[SUPPLIED RECORDS Boundary: Start]

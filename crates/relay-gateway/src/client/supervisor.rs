//! Reconnect supervisor
//!
//! Runs sessions for one logical client back to back, resuming when the peer
//! allows it and backing off between failed attempts.

use super::transport::{self, OUTBOUND_BUFFER};
use super::{ClientStatus, Credentials, GatewayConfig};
use crate::dispatch::DispatchTable;
use crate::error::GatewayError;
use crate::protocol::CloseCode;
use crate::session::{CloseReason, GatewaySession, ResumeState, SessionOutcome, SessionReport};
use futures::StreamExt;
use std::sync::Arc;
use std::time::Duration;
use tokio::sync::{mpsc, watch};
use tokio_util::sync::CancellationToken;

/// Time the writer gets to close the socket before it is aborted
const WRITER_SHUTDOWN: Duration = Duration::from_secs(5);

/// Floor for the socket write timeout
const MIN_WRITE_TIMEOUT: Duration = Duration::from_millis(1);

/// Immediate reconnects allowed in a row before RECONNECT goes through backoff
const MAX_IMMEDIATE_RESUMES: u32 = 3;

/// A session ready for this long ends a run of immediate reconnects
const RESUME_STREAK_RESET: Duration = Duration::from_secs(60);

/// Why a client stopped for good
#[derive(Debug, Clone, Copy, PartialEq, Eq)]
pub enum ClientExit {
    /// Attempt budget spent
    Exhausted { attempts: u32 },
    /// Peer closed with a code that forbids reconnecting
    Rejected(CloseCode),
    /// Cancelled
    Stopped,
}

impl ClientExit {
    /// Status matching this exit
    #[must_use]
    pub const fn status(self) -> ClientStatus {
        match self {
            Self::Exhausted { .. } => ClientStatus::Exhausted,
            Self::Rejected(_) => ClientStatus::Rejected,
            Self::Stopped => ClientStatus::Stopped,
        }
    }
}

/// One logical gateway client
pub struct GatewayClient {
    config: Arc<GatewayConfig>,
    credentials: Arc<Credentials>,
    dispatch: Arc<DispatchTable>,
    client_id: Arc<str>,
    status: Arc<watch::Sender<ClientStatus>>,
}

impl GatewayClient {
    /// Create a client; nothing connects until [`GatewayClient::run`]
    #[must_use]
    pub fn new(
        config: Arc<GatewayConfig>,
        credentials: Credentials,
        dispatch: Arc<DispatchTable>,
    ) -> Self {
        let client_id = Arc::from(credentials.id());
        let (status, _) = watch::channel(ClientStatus::Pending);
        Self {
            config,
            credentials: Arc::new(credentials),
            dispatch,
            client_id,
            status: Arc::new(status),
        }
    }

    /// Client id (account id prefix of the token)
    #[must_use]
    pub fn id(&self) -> &str {
        &self.client_id
    }

    /// Current status
    #[must_use]
    pub fn status(&self) -> ClientStatus {
        *self.status.borrow()
    }

    /// Watch status changes
    #[must_use]
    pub fn subscribe(&self) -> watch::Receiver<ClientStatus> {
        self.status.subscribe()
    }

    /// Overwrite the status (used by the fleet when the task dies)
    pub(crate) fn set_status(&self, status: ClientStatus) {
        let previous = self.status.send_replace(status);
        if previous != status {
            tracing::debug!(client_id = %self.client_id, from = %previous, to = %status, "Client status changed");
        }
    }

    /// Connect and reconnect until exhausted, rejected or cancelled
    pub async fn run(&self, cancel: CancellationToken) -> ClientExit {
        let mut backoff = self.config.backoff.start();
        let mut resume = ResumeState::default();
        let mut immediate_resumes = 0;

        tracing::info!(client_id = %self.client_id, "Client starting");

        let exit = loop {
            if cancel.is_cancelled() {
                break ClientExit::Stopped;
            }

            self.set_status(ClientStatus::Connecting);
            let (outcome, reached_ready) = match self.connect_and_run(&cancel, resume.clone()).await {
                Ok(report) => {
                    if let (Some(threshold), Some(steady)) =
                        (self.config.stable_reset_after, report.steady_for)
                    {
                        if steady >= threshold && backoff.attempts() > 0 {
                            tracing::info!(client_id = %self.client_id, "Session was stable, resetting attempts");
                            backoff.reset();
                        }
                    }
                    if report.steady_for.is_some_and(|steady| steady >= RESUME_STREAK_RESET) {
                        immediate_resumes = 0;
                    }
                    resume = report.resume;
                    (report.outcome, report.steady_for.is_some())
                }
                Err(e) => {
                    tracing::warn!(
                        client_id = %self.client_id,
                        error = %e,
                        transport = e.is_transport(),
                        "Connection failed"
                    );
                    (SessionOutcome::Closed(CloseReason::Transport(e.to_string())), false)
                }
            };

            if cancel.is_cancelled() {
                break ClientExit::Stopped;
            }

            match outcome {
                SessionOutcome::Resuming { .. }
                    if reached_ready && immediate_resumes < MAX_IMMEDIATE_RESUMES =>
                {
                    immediate_resumes += 1;
                    tracing::info!(client_id = %self.client_id, "Reconnecting to resume");
                    continue;
                }
                SessionOutcome::Resuming { .. } => {
                    tracing::warn!(
                        client_id = %self.client_id,
                        reached_ready,
                        immediate_resumes,
                        "Gateway keeps requesting reconnects, backing off"
                    );
                }
                SessionOutcome::Rejected(code) => break ClientExit::Rejected(code),
                SessionOutcome::Invalidated => resume.clear(),
                SessionOutcome::Closed(reason) => {
                    tracing::info!(client_id = %self.client_id, reason = %reason, "Connection closed");
                }
            }

            let Some(delay) = backoff.next_delay() else {
                break ClientExit::Exhausted {
                    attempts: backoff.attempts(),
                };
            };

            self.set_status(ClientStatus::BackingOff);
            tracing::info!(
                client_id = %self.client_id,
                attempt = backoff.attempts(),
                delay_ms = delay.as_millis() as u64,
                "Reconnecting after delay"
            );

            tokio::select! {
                () = cancel.cancelled() => break ClientExit::Stopped,
                () = tokio::time::sleep(delay) => {}
            }
        };

        match exit {
            ClientExit::Exhausted { attempts } => {
                tracing::error!(client_id = %self.client_id, attempts, "Reconnect attempts exhausted");
            }
            ClientExit::Rejected(code) => {
                tracing::error!(client_id = %self.client_id, code = %code, "Client rejected by gateway");
            }
            ClientExit::Stopped => tracing::info!(client_id = %self.client_id, "Client stopped"),
        }
        self.set_status(exit.status());
        exit
    }

    async fn connect_and_run(
        &self,
        cancel: &CancellationToken,
        resume: ResumeState,
    ) -> Result<SessionReport, GatewayError> {
        let stream = tokio::select! {
            () = cancel.cancelled() => {
                return Ok(SessionReport {
                    outcome: SessionOutcome::Closed(CloseReason::Cancelled),
                    resume,
                    steady_for: None,
                });
            }
            stream = transport::connect(&self.config) => stream?,
        };

        let (sink, source) = stream.split();
        let (tx, rx) = mpsc::channel(OUTBOUND_BUFFER);
        let closed = cancel.child_token();
        let writer = transport::spawn_writer(
            sink,
            rx,
            self.config.heartbeat_margin.max(MIN_WRITE_TIMEOUT),
            closed.clone(),
            self.client_id.clone(),
        );

        let session = GatewaySession::new(
            self.config.clone(),
            self.credentials.clone(),
            self.dispatch.clone(),
            resume,
            tx,
            closed,
            self.status.clone(),
        );
        let report = session.run(source).await;

        transport::finish_writer(writer, WRITER_SHUTDOWN).await;
        Ok(report)
    }
}

impl std::fmt::Debug for GatewayClient {
    fn fmt(&self, f: &mut std::fmt::Formatter<'_>) -> std::fmt::Result {
        f.debug_struct("GatewayClient")
            .field("client_id", &self.client_id)
            .field("status", &self.status())
            .finish()
    }
}

#[cfg(test)]
mod tests {
    use super::*;
    use crate::client::BackoffPolicy;
    use crate::protocol::GatewayMessage;
    use futures::SinkExt;
    use serde_json::json;
    use std::sync::atomic::{AtomicUsize, Ordering};
    use tokio::net::TcpListener;
    use tokio_tungstenite::tungstenite::Message;

    /// Local gateway answering every handshake with RECONNECT
    async fn reconnecting_gateway(send_ready: bool) -> (String, Arc<AtomicUsize>) {
        let listener = TcpListener::bind("127.0.0.1:0").await.unwrap();
        let url = format!("ws://{}", listener.local_addr().unwrap());
        let connections = Arc::new(AtomicUsize::new(0));
        let accepted = connections.clone();

        tokio::spawn(async move {
            while let Ok((stream, _)) = listener.accept().await {
                accepted.fetch_add(1, Ordering::SeqCst);
                tokio::spawn(async move {
                    let Ok(mut ws) = tokio_tungstenite::accept_async(stream).await else {
                        return;
                    };
                    let text = |m: GatewayMessage| Message::Text(m.to_json().unwrap());
                    if ws.send(text(GatewayMessage::hello(41_250))).await.is_err() {
                        return;
                    }
                    // IDENTIFY or RESUME
                    if ws.next().await.is_none() {
                        return;
                    }
                    if send_ready {
                        let ready = GatewayMessage::dispatch("READY", 1, json!({"session_id": "abc"}));
                        ws.send(text(ready)).await.ok();
                    }
                    ws.send(text(GatewayMessage::reconnect())).await.ok();
                    while let Some(Ok(_)) = ws.next().await {}
                });
            }
        });

        (url, connections)
    }

    fn client(url: &str, max_attempts: u32) -> GatewayClient {
        let config = GatewayConfig::default()
            .with_url(url)
            .with_backoff(BackoffPolicy {
                base: Duration::from_millis(10),
                max: Duration::from_millis(40),
                jitter: Duration::from_millis(5),
                max_attempts,
            });
        GatewayClient::new(
            Arc::new(config),
            Credentials::new("123456789012345678.token"),
            Arc::new(DispatchTable::empty()),
        )
    }

    #[tokio::test]
    async fn test_unreachable_gateway_exhausts() {
        let client = client("ws://127.0.0.1:1", 3);
        assert_eq!(client.status(), ClientStatus::Pending);

        let exit = client.run(CancellationToken::new()).await;
        assert_eq!(exit, ClientExit::Exhausted { attempts: 3 });
        assert_eq!(client.status(), ClientStatus::Exhausted);
    }

    #[tokio::test]
    async fn test_cancelled_before_start() {
        let client = client("ws://127.0.0.1:1", 3);
        let cancel = CancellationToken::new();
        cancel.cancel();

        assert_eq!(client.run(cancel).await, ClientExit::Stopped);
        assert_eq!(client.status(), ClientStatus::Stopped);
    }

    #[tokio::test]
    async fn test_cancel_during_backoff() {
        let config = GatewayConfig::default()
            .with_url("ws://127.0.0.1:1")
            .with_backoff(BackoffPolicy {
                base: Duration::from_secs(3_600),
                max: Duration::from_secs(3_600),
                jitter: Duration::ZERO,
                max_attempts: 5,
            });
        let client = Arc::new(GatewayClient::new(
            Arc::new(config),
            Credentials::new("123456789012345678.token"),
            Arc::new(DispatchTable::empty()),
        ));
        let cancel = CancellationToken::new();
        let mut status = client.subscribe();

        let task = tokio::spawn({
            let client = client.clone();
            let cancel = cancel.clone();
            async move { client.run(cancel).await }
        });

        status.wait_for(|s| *s == ClientStatus::BackingOff).await.unwrap();
        cancel.cancel();
        assert_eq!(task.await.unwrap(), ClientExit::Stopped);
    }

    #[tokio::test]
    async fn test_reconnect_before_ready_consumes_attempts() {
        let (url, connections) = reconnecting_gateway(false).await;
        let client = client(&url, 2);

        let exit = tokio::time::timeout(Duration::from_secs(10), client.run(CancellationToken::new()))
            .await
            .expect("client kept reconnecting");
        assert_eq!(exit, ClientExit::Exhausted { attempts: 2 });
        assert_eq!(connections.load(Ordering::SeqCst), 2);
    }

    #[tokio::test]
    async fn test_immediate_resumes_are_capped() {
        let (url, connections) = reconnecting_gateway(true).await;
        let client = client(&url, 2);

        let exit = tokio::time::timeout(Duration::from_secs(10), client.run(CancellationToken::new()))
            .await
            .expect("client kept reconnecting");
        assert_eq!(exit, ClientExit::Exhausted { attempts: 2 });
        // the capped run of immediate resumes, then one connection per attempt
        assert_eq!(
            connections.load(Ordering::SeqCst),
            MAX_IMMEDIATE_RESUMES as usize + 2
        );
    }

    #[test]
    fn test_exit_status() {
        assert_eq!(ClientExit::Stopped.status(), ClientStatus::Stopped);
        assert_eq!(
            ClientExit::Rejected(CloseCode::AuthenticationFailed).status(),
            ClientStatus::Rejected
        );
    }
}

[SUPPLIED RECORDS Boundary: End]

### EXERCISE:
Where a line above holds the string "futures", copy that line.

### EXERCISE SOLUTION:
use futures::StreamExt;
    use futures::SinkExt;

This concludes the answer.